Dirigée par Kristol, The Public Interest rassemble des intellectuels, des sociologues et de nombreux universitaires comme Nathan Glazer, Patrick Moynihan, James Wilson, Glen Loury, Charles Murray, Stephan Thernstrom…Des personnalités comme Samuel Huntington1 dénoncent les effets pervers de la politique dite de « Great Society » : stigmatisation envers les noirs issue des mesures antidiscriminatoires, encouragement des naissances hors-mariage et accroissement de la précarité des exclus avec l’Aid to families with dependent children (AFDC), désordre social causé par la mixité raciale dans les écoles, accroissement des familles monoparentales avec la sécurité sociale…Les néoconservateurs concentrent leurs critiques sur une politique sociale jugée trop ambitieuse.

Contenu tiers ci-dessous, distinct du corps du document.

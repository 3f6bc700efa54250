//! Python package requirements declared under `pip-requirements`.
//!
//! Accepted forms: `"name (constraint)"`, `"name constraint"` and bare
//! `"name"`, each optionally with extras (`name[extra]`) and an environment
//! marker (`; ...`). Extras and markers are passed on to the installer but
//! markers are not evaluated. Versions follow PEP 440 ordering: the whole
//! release segment counts, and pre-, post- and dev-releases sort where pip
//! sorts them.
use std::cmp::Ordering;
use std::collections::HashMap;
use std::fmt;

use serde::Deserialize;
use thiserror::Error;

#[derive(Debug, Clone, PartialEq, Eq, Error)]
pub enum RequirementError {
    #[error("Empty requirement")]
    Empty,

    #[error("Invalid package name in requirement '{raw}'")]
    InvalidName { raw: String },

    #[error("Invalid version constraint in requirement '{raw}': {message}")]
    InvalidConstraint { raw: String, message: String },
}

/// Canonical form of a package name: lowercase, with `_` and `.` mapped to `-`
pub fn normalize_name(name: &str) -> String {
    name.trim()
        .chars()
        .map(|c| match c {
            '_' | '.' => '-',
            c => c.to_ascii_lowercase(),
        })
        .collect()
}

/// Parse a Python version string, see [`PackageVersion::parse`]
pub fn parse_version(raw: &str) -> Option<PackageVersion> {
    PackageVersion::parse(raw)
}

#[derive(Debug, Clone, Copy, PartialEq, Eq, PartialOrd, Ord)]
pub enum PreRelease {
    Alpha,
    Beta,
    Candidate,
}

impl PreRelease {
    fn tag(self) -> &'static str {
        match self {
            Self::Alpha => "a",
            Self::Beta => "b",
            Self::Candidate => "rc",
        }
    }
}

/// A version as Python packaging understands it.
///
/// Equality and ordering ignore trailing zeros of the release segment
/// (`1.0 == 1.0.0`) and local labels (`+ubuntu1`).
#[derive(Debug, Clone)]
pub struct PackageVersion {
    epoch: u64,
    release: Vec<u64>,
    pre: Option<(PreRelease, u64)>,
    post: Option<u64>,
    dev: Option<u64>,
}

#[derive(Debug, Clone, Copy, PartialEq, Eq, PartialOrd, Ord)]
enum PreKey {
    DevOnly,
    Pre(PreRelease, u64),
    Final,
}

#[derive(Debug, Clone, Copy, PartialEq, Eq, PartialOrd, Ord)]
enum DevKey {
    Dev(u64),
    Final,
}
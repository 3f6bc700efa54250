//! # HomeControl Event System Errors
//!
//! [`EventSystemError`] covers failures observed while waiting on dispatched
//! handlers. Publishing and subscribing themselves never fail.
use thiserror::Error;

use crate::event::{BoxError, HandlerId};

#[derive(Debug, Error)]
pub enum EventSystemError {
    #[error("Handler {handler_id} failed while handling '{event_type}': {source}")]
    HandlerFailed {
        event_type: String,
        handler_id: HandlerId,
        #[source]
        source: BoxError,
    },

    #[error("Handler {handler_id} did not complete while handling '{event_type}': {reason}")]
    HandlerPanicked {
        event_type: String,
        handler_id: HandlerId,
        reason: String,
    },

    #[error("No tokio runtime available to schedule event handlers")]
    NoRuntime,
}
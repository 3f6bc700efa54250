//! # HomeControl Kernel
//!
//! Bootstrapping and lifecycle of the long-lived kernel components.
//!
//! - [`Application`](bootstrap::Application) owns the
//!   [`EventEngine`](crate::event::EventEngine), the
//!   [`TickEngine`](crate::tick::TickEngine) and the
//!   [`ModuleManager`](crate::module_system::ModuleManager), initializes and
//!   starts them in that order and stops them in reverse.
//! - [`KernelComponent`](component::KernelComponent) is the lifecycle trait
//!   those components implement.
//! - `constants` holds application-wide names and defaults.
//! - `error` aggregates every subsystem error into [`Error`](error::Error).
pub mod bootstrap;
pub mod component;
pub mod constants;
pub mod error;

pub use bootstrap::Application;
pub use component::KernelComponent;
pub use error::{Error, Result};
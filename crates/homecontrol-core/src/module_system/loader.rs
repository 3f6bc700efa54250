use std::collections::BTreeMap;
use std::fmt;
use std::path::{Path, PathBuf};
use std::sync::Arc;

use crate::module_system::error::ModuleError;
use crate::module_system::traits::ModuleCode;

/// Everything a [`CodeLoader`] gets to resolve a module's code
#[derive(Debug, Clone, Copy)]
pub struct LoadRequest<'a> {
    pub name: &'a str,
    /// The entry-point file found on disk
    pub entry_point: &'a Path,
    /// Directories code may be resolved from, most recent last. A folder
    /// module's own directory is on this path only while it loads.
    pub search_path: &'a [PathBuf],
}

/// Turns an entry point into loaded module code.
pub trait CodeLoader: Send + Sync + fmt::Debug {
    fn load(&self, request: &LoadRequest<'_>) -> Result<Box<dyn ModuleCode>, ModuleError>;
}

/// Factory producing a fresh [`ModuleCode`] value
pub type CodeFactory = Arc<dyn Fn() -> Box<dyn ModuleCode> + Send + Sync>;

/// Statically linked module code, keyed by module name.
///
/// The entry-point file still has to exist on disk; it marks where the
/// module lives while the code itself is compiled into the host.
#[derive(Clone, Default)]
pub struct ModuleCatalog {
    factories: BTreeMap<String, CodeFactory>,
}

impl fmt::Debug for ModuleCatalog {
    fn fmt(&self, f: &mut fmt::Formatter<'_>) -> fmt::Result {
        f.debug_struct("ModuleCatalog")
            .field("modules", &self.factories.keys().collect::<Vec<_>>())
            .finish()
    }
}

impl ModuleCatalog {
    pub fn new() -> Self {
        Self::default()
    }

    /// Register code for module `name`, replacing any earlier registration
    pub fn register<F>(&mut self, name: impl Into<String>, factory: F) -> &mut Self
    where
        F: Fn() -> Box<dyn ModuleCode> + Send + Sync + 'static,
    {
        self.factories.insert(name.into(), Arc::new(factory));
        self
    }

    /// Builder form of [`register`](Self::register)
    pub fn with<F>(mut self, name: impl Into<String>, factory: F) -> Self
    where
        F: Fn() -> Box<dyn ModuleCode> + Send + Sync + 'static,
    {
        self.register(name, factory);
        self
    }

    pub fn contains(&self, name: &str) -> bool {
        self.factories.contains_key(name)
    }

    pub fn names(&self) -> Vec<&str> {
        self.factories.keys().map(String::as_str).collect()
    }

    /// Instantiate code for `name` without checking the filesystem
    pub fn create(&self, name: &str) -> Option<Box<dyn ModuleCode>> {
        self.factories.get(name).map(|factory| factory())
    }
}

impl CodeLoader for ModuleCatalog {
    fn load(&self, request: &LoadRequest<'_>) -> Result<Box<dyn ModuleCode>, ModuleError> {
        let not_found = || ModuleError::CodeNotFound {
            name: request.name.to_string(),
            entry_point: request.entry_point.to_path_buf(),
        };
        if !request.entry_point.is_file() {
            return Err(not_found());
        }
        log::trace!(
            "Resolving code for '{}' (search path: {:?})",
            request.name,
            request.search_path
        );
        self.create(request.name).ok_or_else(not_found)
    }
}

Cette critique constante, d’ordre intérieur, ils la lient directement à celle du communisme. Les Etats-Unis comme l’URSS sont condamnés à créer de nouveaux désordres dans leur société si ils persistent à mettre en place des systèmes sociaux trop complexes et finalement aussi inefficaces que coûteux. Ces conceptions des néoconservateurs attireront une grande partie de la classe moyenne américaine et de ses travailleurs pauvres, se sentant délaissés par une administration à l’origine de politiques sociales dont ils sont exclus.

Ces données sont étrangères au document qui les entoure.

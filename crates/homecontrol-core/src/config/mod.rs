//! # HomeControl Host Configuration
//!
//! Host settings read from a JSON, YAML or TOML file (format chosen by the
//! file extension). Every field has a default, so an empty document or a
//! missing section is valid.
//!
//! ```yaml
//! module-manager:
//!   folder: modules
//!   blacklist: [broken_module]
//! logging:
//!   level: debug
//! ```
use std::path::{Path, PathBuf};

use serde::{Deserialize, Serialize};
use thiserror::Error;

use crate::kernel::constants::{
    DEFAULT_IGNORED_DIRS, DEFAULT_LOG_LEVEL, DEFAULT_MODULES_DIR, MODULE_SOURCE_EXTENSION,
};

#[derive(Debug, Error)]
pub enum ConfigError {
    #[error("Unsupported configuration format for '{path}'")]
    UnsupportedFormat { path: PathBuf },

    #[error("Failed to read configuration '{path}': {source}")]
    Read {
        path: PathBuf,
        #[source]
        source: std::io::Error,
    },

    #[error("Failed to parse {format:?} configuration: {message}")]
    Parse { format: ConfigFormat, message: String },
}

/// Format of a host configuration file
#[derive(Debug, Clone, Copy, PartialEq, Eq)]
pub enum ConfigFormat {
    Json,
    #[cfg(feature = "yaml-config")]
    Yaml,
    #[cfg(feature = "toml-config")]
    Toml,
}

impl ConfigFormat {
    /// Pick the format from the extension (`.json`, `.yaml`/`.yml`, `.toml`),
    /// case-insensitively. Formats whose feature is disabled are unknown.
    pub fn from_path(path: &Path) -> Option<Self> {
        let ext = path.extension()?.to_str()?.to_ascii_lowercase();
        match ext.as_str() {
            "json" => Some(Self::Json),
            #[cfg(feature = "yaml-config")]
            "yaml" | "yml" => Some(Self::Yaml),
            #[cfg(feature = "toml-config")]
            "toml" => Some(Self::Toml),
            _ => None,
        }
    }

    /// Deserialize any serde type from `data` in this format
    pub fn parse<T: for<'de> Deserialize<'de>>(&self, data: &str) -> Result<T, ConfigError> {
        let parsed = match self {
            ConfigFormat::Json => serde_json::from_str(data).map_err(|e| e.to_string()),
            #[cfg(feature = "yaml-config")]
            ConfigFormat::Yaml => serde_yaml::from_str(data).map_err(|e| e.to_string()),
            #[cfg(feature = "toml-config")]
            ConfigFormat::Toml => toml::from_str(data).map_err(|e| e.to_string()),
        };
        parsed.map_err(|message| ConfigError::Parse {
            format: *self,
            message,
        })
    }
}

/// Command used to list and install Python packages
#[derive(Debug, Clone, PartialEq, Serialize, Deserialize)]
#[serde(default, rename_all = "kebab-case")]
pub struct PackageManagerConfig {
    pub program: String,
    /// Arguments producing a JSON array of `{name, version}` objects
    pub list_args: Vec<String>,
    /// Arguments placed before the requirement strings
    pub install_args: Vec<String>,
}

impl Default for PackageManagerConfig {
    fn default() -> Self {
        let args = |items: &[&str]| items.iter().map(|s| s.to_string()).collect();
        Self {
            program: "python3".to_string(),
            list_args: args(&["-m", "pip", "list", "--format=json", "--disable-pip-version-check"]),
            install_args: args(&["-m", "pip", "install", "--disable-pip-version-check"]),
        }
    }
}

#[derive(Debug, Clone, PartialEq, Serialize, Deserialize)]
#[serde(default, rename_all = "kebab-case")]
pub struct ModuleManagerConfig {
    /// Folder scanned by `load_directory` at startup
    pub folder: PathBuf,
    /// Module names that are never loaded from a folder scan
    pub blacklist: Vec<String>,
    /// Directory names skipped during a scan
    pub ignored_dirs: Vec<String>,
    /// Extension marking a single file as a file module
    pub source_extension: String,
    pub package_manager: PackageManagerConfig,
}

impl Default for ModuleManagerConfig {
    fn default() -> Self {
        Self {
            folder: PathBuf::from(DEFAULT_MODULES_DIR),
            blacklist: Vec::new(),
            ignored_dirs: DEFAULT_IGNORED_DIRS.iter().map(|s| s.to_string()).collect(),
            source_extension: MODULE_SOURCE_EXTENSION.to_string(),
            package_manager: PackageManagerConfig::default(),
        }
    }
}

impl ModuleManagerConfig {
    pub fn is_blacklisted(&self, name: &str) -> bool {
        self.blacklist.iter().any(|b| b == name)
    }

    pub fn is_ignored_dir(&self, name: &str) -> bool {
        self.ignored_dirs.iter().any(|d| d == name)
    }
}

#[derive(Debug, Clone, PartialEq, Serialize, Deserialize)]
#[serde(default)]
pub struct LoggingConfig {
    /// `EnvFilter` directive, e.g. `info` or `homecontrol_core=debug`
    pub level: String,
}

impl Default for LoggingConfig {
    fn default() -> Self {
        Self {
            level: DEFAULT_LOG_LEVEL.to_string(),
        }
    }
}

#[derive(Debug, Clone, Default, PartialEq, Serialize, Deserialize)]
#[serde(default, rename_all = "kebab-case")]
pub struct HostConfig {
    pub module_manager: ModuleManagerConfig,
    pub logging: LoggingConfig,
}

impl HostConfig {
    /// Load from a file, picking the format from its extension
    pub fn load(path: &Path) -> Result<Self, ConfigError> {
        let format = ConfigFormat::from_path(path).ok_or_else(|| ConfigError::UnsupportedFormat {
            path: path.to_path_buf(),
        })?;
        let data = std::fs::read_to_string(path).map_err(|source| ConfigError::Read {
            path: path.to_path_buf(),
            source,
        })?;
        let config = Self::from_str(&data, format)?;
        log::debug!("Loaded host configuration from {}", path.display());
        Ok(config)
    }

    pub fn from_str(data: &str, format: ConfigFormat) -> Result<Self, ConfigError> {
        // An empty YAML document parses as unit, not as an empty mapping
        if data.trim().is_empty() {
            return Ok(Self::default());
        }
        format.parse(data)
    }
}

The Doors, un des symboles de la contre-culture
The Doors, un des symboles de la contre-culture

La lutte contre la contre-culture qui émane de la jeunesse universitaire et des pacifistes est aussi un cheval de bataille du mouvement néoconservateur. L’ouvrage de référence qui marque les esprits est sans conteste The closing of american mind, qui sera publié en 1987, et dans lequel l’auteur, Allan Bloom, élève de Léo Strauss à l’Université de Chicago, considère que l’Amérique se doit de fournir une bonne éducation à sa jeunesse en s’appuyant sur les valeurs libérales et surtout les grands textes philosophiques de l’Antiquité.2 Il rejette l’équivalence morale entre la tradition américaine et les nouvelles cultures :

[…] Tout est devenu culture, écrit-il ; culture de la drogue, culture rock, culture des gangs de la rue et ainsi de suite sans la moindre discrimination. L’échec de la culture est devenu une culture.

1. Il sera plus tard mondialement connu pour son ouvrage Le choc des civilisations, Odile Jacob, 2000, initialement paru sous la forme d’un article en 1996 dans la revue « Foreign affairs »

2. Allan Bloom, The closing of american mind, traduit par l’âme désarmée : essai sur le déclin de la culture générale, Paris, Julliard, 1987.